• WHAT YOU HAVE TO DO: Answer with nothing but the number of lines in the listing below that contain "thiserror".
(Beginning of DATASET CONTENT)
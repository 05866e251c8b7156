//! Advisory presence for shared notebooks.
//!
//! A heartbeat records "user U had notebook N open at time T". Anyone whose
//! last heartbeat is within the liveness window counts as an active editor.
//! Nothing here blocks a write; callers only use the result to warn.
//!
//! Expiry is a read-time comparison against the window. Every write prunes
//! expired entries across all keys and drops keys left with no editors, so
//! the table stays bounded by recent activity without a background task.

use std::collections::HashMap;
use std::sync::Arc;

use async_trait::async_trait;
use chrono::{DateTime, Duration, Utc};
use nbrepo_core::Username;
use serde::Serialize;
use tokio::sync::RwLock;

/// Another user currently holding a notebook open.
#[derive(Debug, Clone, PartialEq, Eq, Serialize)]
pub struct ActiveEditor {
    pub user: Username,
    pub last_seen: DateTime<Utc>,
}

/// Source of the "who else is editing" signal.
///
/// The shipped implementation answers polls from memory; a streaming
/// implementation can replace it without touching callers.
#[async_trait]
pub trait PresenceMonitor: Send + Sync {
    /// Refresh `user`'s liveness on `key` and return the other active editors.
    async fn heartbeat(&self, key: &str, user: &Username, now: DateTime<Utc>) -> Vec<ActiveEditor>;

    /// Active editors on `key`, without recording anything.
    async fn active_editors(&self, key: &str, now: DateTime<Utc>) -> Vec<ActiveEditor>;

    /// How long a heartbeat stays live.
    fn window(&self) -> Duration;
}

/// In-process presence table keyed by owner-qualified notebook path.
#[derive(Debug, Clone)]
pub struct InMemoryPresence {
    sessions: Arc<RwLock<HashMap<String, HashMap<Username, DateTime<Utc>>>>>,
    window: Duration,
}

impl InMemoryPresence {
    pub fn new(window: Duration) -> Self {
        Self {
            sessions: Arc::new(RwLock::new(HashMap::new())),
            window,
        }
    }

    fn is_live(&self, last_seen: DateTime<Utc>, now: DateTime<Utc>) -> bool {
        now - last_seen <= self.window
    }

    /// Number of keys currently tracked, live or not.
    pub async fn tracked_keys(&self) -> usize {
        self.sessions.read().await.len()
    }
}

fn sorted(mut editors: Vec<ActiveEditor>) -> Vec<ActiveEditor> {
    editors.sort_by(|a, b| a.user.cmp(&b.user));
    editors
}

#[async_trait]
impl PresenceMonitor for InMemoryPresence {
    async fn heartbeat(&self, key: &str, user: &Username, now: DateTime<Utc>) -> Vec<ActiveEditor> {
        let mut sessions = self.sessions.write().await;
        sessions.retain(|_, editors| {
            editors.retain(|_, last_seen| self.is_live(*last_seen, now));
            !editors.is_empty()
        });

        let editors = sessions.entry(key.to_string()).or_default();
        editors.insert(user.clone(), now);

        sorted(
            editors
                .iter()
                .filter(|(editor, _)| *editor != user)
                .map(|(editor, last_seen)| ActiveEditor {
                    user: editor.clone(),
                    last_seen: *last_seen,
                })
                .collect(),
        )
    }

    async fn active_editors(&self, key: &str, now: DateTime<Utc>) -> Vec<ActiveEditor> {
        let sessions = self.sessions.read().await;
        let Some(editors) = sessions.get(key) else {
            return Vec::new();
        };

        sorted(
            editors
                .iter()
                .filter(|(_, last_seen)| self.is_live(**last_seen, now))
                .map(|(editor, last_seen)| ActiveEditor {
                    user: editor.clone(),
                    last_seen: *last_seen,
                })
                .collect(),
        )
    }

    fn window(&self) -> Duration {
        self.window
    }
}

// ============================================================================
// Tests
// ============================================================================
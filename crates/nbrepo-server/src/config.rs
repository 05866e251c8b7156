//! Server configuration from environment variables.

use std::collections::BTreeSet;
use std::env;
use std::path::PathBuf;
use std::str::FromStr;
use std::time::Duration;

use nbrepo_core::Username;

/// Log output format.
#[derive(Debug, Clone, Copy, PartialEq, Eq, Default)]
pub enum LogFormat {
    #[default]
    Text,
    Json,
}

impl FromStr for LogFormat {
    type Err = String;

    fn from_str(s: &str) -> Result<Self, Self::Err> {
        match s.trim().to_lowercase().as_str() {
            "text" | "pretty" => Ok(Self::Text),
            "json" => Ok(Self::Json),
            other => Err(format!("expected 'text' or 'json', got '{other}'")),
        }
    }
}

/// Server configuration.
#[derive(Debug, Clone)]
pub struct ServerConfig {
    /// Database connection URL; the in-memory store is used when absent.
    pub database_url: Option<String>,
    /// Server port to listen on.
    pub port: u16,
    /// Log level (trace, debug, info, warn, error).
    pub log_level: String,
    pub log_format: LogFormat,
    /// CORS allowed origins (comma-separated or "*" for all).
    pub cors_allowed_origins: String,
    /// HMAC secret for bearer tokens.
    pub jwt_secret: String,
    /// Bearer token lifetime in hours.
    pub jwt_expiry_hours: u64,
    /// Shared secret the hub authenticator presents when exchanging a username
    /// for a token. When unset, any username is accepted.
    pub token_exchange_secret: Option<String>,
    /// Users flagged admin.
    pub admin_users: BTreeSet<Username>,
    /// Trust the `X-Username` header when no token is sent.
    pub allow_dev_identity: bool,
    /// Root directory holding one workspace directory per user.
    pub users_path: PathBuf,
    /// Upper bound on a single workspace copy.
    pub workspace_timeout: Duration,
    /// Interval clients are expected to heartbeat at.
    pub heartbeat_interval: Duration,
    /// How long a heartbeat keeps a user listed as an active editor.
    pub liveness_window: Duration,
    /// Prefix of read-only rendering links.
    pub preview_base_url: String,
}

impl Default for ServerConfig {
    fn default() -> Self {
        Self {
            database_url: None,
            port: 3000,
            log_level: "info".to_string(),
            log_format: LogFormat::Text,
            cors_allowed_origins: "*".to_string(),
            jwt_secret: String::new(),
            jwt_expiry_hours: 168,
            token_exchange_secret: None,
            admin_users: BTreeSet::new(),
            allow_dev_identity: false,
            users_path: PathBuf::from("./users"),
            workspace_timeout: Duration::from_secs(10),
            heartbeat_interval: Duration::from_secs(60),
            liveness_window: Duration::from_secs(120),
            preview_base_url: "/previews".to_string(),
        }
    }
}

impl ServerConfig {
    /// Load configuration from environment variables.
    ///
    /// Required:
    /// - `JWT_SECRET`: token signing secret, unless `ALLOW_DEV_IDENTITY=true`
    ///
    /// Optional:
    /// - `DATABASE_URL`: PostgreSQL connection string (default: in-memory store)
    /// - `PORT`: Server port (default: 3000)
    /// - `LOG_LEVEL`: Logging level (default: "info")
    /// - `LOG_FORMAT`: "text" or "json" (default: "text")
    /// - `CORS_ALLOWED_ORIGINS`: Allowed CORS origins (default: "*")
    /// - `JWT_EXPIRY_HOURS`: Token lifetime (default: 168)
    /// - `TOKEN_EXCHANGE_SECRET`: Secret required by `/api-token-auth/`
    /// - `ADMIN_USERS`: Comma-separated admin usernames
    /// - `ALLOW_DEV_IDENTITY`: Trust `X-Username` (default: false)
    /// - `USERS_PATH`: Workspace root (default: "./users")
    /// - `WORKSPACE_TIMEOUT_SECS`: Copy timeout (default: 10)
    /// - `HEARTBEAT_INTERVAL_SECS`: Client heartbeat interval (default: 60)
    /// - `LIVENESS_WINDOW_SECS`: Presence window (default: twice the interval)
    /// - `PREVIEW_BASE_URL`: Rendering link prefix (default: "/previews")
    pub fn from_env() -> Result<Self, ConfigError> {
        let defaults = Self::default();

        let database_url = env::var("DATABASE_URL").ok().filter(|s| !s.trim().is_empty());
        let port = parse_var("PORT", defaults.port)?;
        let log_level = env::var("LOG_LEVEL").unwrap_or(defaults.log_level);
        let log_format = parse_var("LOG_FORMAT", defaults.log_format)?;
        let cors_allowed_origins =
            env::var("CORS_ALLOWED_ORIGINS").unwrap_or(defaults.cors_allowed_origins);
        let allow_dev_identity = parse_var("ALLOW_DEV_IDENTITY", false)?;

        let jwt_secret = match env::var("JWT_SECRET") {
            Ok(secret) if !secret.is_empty() => secret,
            _ if allow_dev_identity => "nbrepo-dev-secret".to_string(),
            _ => return Err(ConfigError::MissingEnvVar("JWT_SECRET".to_string())),
        };
        let jwt_expiry_hours = parse_var("JWT_EXPIRY_HOURS", defaults.jwt_expiry_hours)?;
        let token_exchange_secret = env::var("TOKEN_EXCHANGE_SECRET").ok().filter(|s| !s.is_empty());

        let admin_users = match env::var("ADMIN_USERS") {
            Ok(raw) => parse_admin_users(&raw)?,
            Err(_) => BTreeSet::new(),
        };

        let users_path = env::var("USERS_PATH")
            .map(PathBuf::from)
            .unwrap_or(defaults.users_path);
        let workspace_timeout = Duration::from_secs(parse_var("WORKSPACE_TIMEOUT_SECS", 10)?);
        let interval_secs: u64 = parse_var("HEARTBEAT_INTERVAL_SECS", 60)?;
        if interval_secs == 0 {
            return Err(ConfigError::InvalidValue {
                name: "HEARTBEAT_INTERVAL_SECS".to_string(),
                reason: "must be greater than zero".to_string(),
            });
        }
        let window_secs = parse_var("LIVENESS_WINDOW_SECS", interval_secs * 2)?;
        let preview_base_url = env::var("PREVIEW_BASE_URL").unwrap_or(defaults.preview_base_url);

        Ok(Self {
            database_url,
            port,
            log_level,
            log_format,
            cors_allowed_origins,
            jwt_secret,
            jwt_expiry_hours,
            token_exchange_secret,
            admin_users,
            allow_dev_identity,
            users_path,
            workspace_timeout,
            heartbeat_interval: Duration::from_secs(interval_secs),
            liveness_window: Duration::from_secs(window_secs),
            preview_base_url,
        })
    }

    /// Get the socket address for the server.
    pub fn socket_addr(&self) -> std::net::SocketAddr {
        std::net::SocketAddr::from(([0, 0, 0, 0], self.port))
    }

    pub fn is_admin(&self, user: &Username) -> bool {
        self.admin_users.contains(user)
    }
}

fn parse_var<T>(name: &str, default: T) -> Result<T, ConfigError>
where
    T: FromStr,
    T::Err: std::fmt::Display,
{
    match env::var(name) {
        Ok(raw) => raw.trim().parse().map_err(|e: T::Err| ConfigError::InvalidValue {
            name: name.to_string(),
            reason: e.to_string(),
        }),
        Err(_) => Ok(default),
    }
}

fn parse_admin_users(raw: &str) -> Result<BTreeSet<Username>, ConfigError> {
    raw.split(',')
        .filter(|s| !s.trim().is_empty())
        .map(|s| {
            Username::parse(s).map_err(|e| ConfigError::InvalidValue {
                name: "ADMIN_USERS".to_string(),
                reason: e.to_string(),
            })
        })
        .collect()
}

/// Configuration errors.
#[derive(Debug, thiserror::Error)]
pub enum ConfigError {
    /// Required environment variable is missing.
    #[error("missing required environment variable: {0}")]
    MissingEnvVar(String),

    /// Invalid environment variable value.
    #[error("invalid value for environment variable {name}: {reason}")]
    InvalidValue { name: String, reason: String },

    /// Invalid CORS origin.
    #[error("invalid CORS origin '{0}'")]
    InvalidOrigin(String),
}
//! Error types for the storage layer.

use nbrepo_core::{InviteId, NotebookPath, PublicationId, ShareId, TagId, Username};
use thiserror::Error;

/// Result type alias for store operations.
pub type StoreResult<T> = Result<T, StoreError>;

/// Errors that can occur during storage operations.
#[derive(Debug, Error)]
pub enum StoreError {
    /// Database connection or query error.
    #[error("database error: {0}")]
    Connection(#[from] sqlx::Error),

    /// Publication not found.
    #[error("publication not found: {0}")]
    PublicationNotFound(PublicationId),

    /// A publication already exists for this owner and path.
    #[error("{owner} has already published {api_path}")]
    DuplicatePublication {
        owner: Username,
        api_path: NotebookPath,
    },

    /// Share not found.
    #[error("share not found: {0}")]
    ShareNotFound(ShareId),

    /// Invite not found (never existed, declined, or its share was removed).
    #[error("invite not found: {0}")]
    InviteNotFound(InviteId),

    /// Tag not found.
    #[error("tag not found: {0}")]
    TagNotFound(TagId),

    /// A share must keep at least one collaborator.
    #[error("a share needs at least one collaborator")]
    EmptyCollaborators,

    /// A stored value no longer parses as its domain type.
    #[error("corrupt row in {table}: {reason}")]
    CorruptRow { table: &'static str, reason: String },

    /// Migration error.
    #[error("migration error: {0}")]
    MigrationError(String),

    /// Configuration error.
    #[error("configuration error: {0}")]
    ConfigError(String),
}

impl StoreError {
    pub(crate) fn corrupt(table: &'static str, reason: impl ToString) -> Self {
        Self::CorruptRow {
            table,
            reason: reason.to_string(),
        }
    }

    /// True for the "stale id or path" family that callers refresh on.
    pub fn is_not_found(&self) -> bool {
        matches!(
            self,
            Self::PublicationNotFound(_)
                | Self::ShareNotFound(_)
                | Self::InviteNotFound(_)
                | Self::TagNotFound(_)
        )
    }
}
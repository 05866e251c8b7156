//! Health check endpoint.

use axum::{Json, Router, extract::State, routing::get};
use serde::Serialize;

use crate::state::AppState;

/// Health check response.
#[derive(Debug, Serialize)]
pub struct HealthResponse {
    /// Service status.
    pub status: String,
    /// Storage backend in use ("postgres" or "memory").
    pub store: &'static str,
}

/// GET /health - Health check endpoint.
async fn health_check(State(state): State<AppState>) -> Json<HealthResponse> {
    Json(HealthResponse {
        status: "ok".to_string(),
        store: state.store().backend_name(),
    })
}

/// Build health check routes.
pub fn routes() -> Router<AppState> {
    Router::new().route("/health", get(health_check))
}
(End of DATASET CONTENT)
• EXPECTED OUTPUT: 2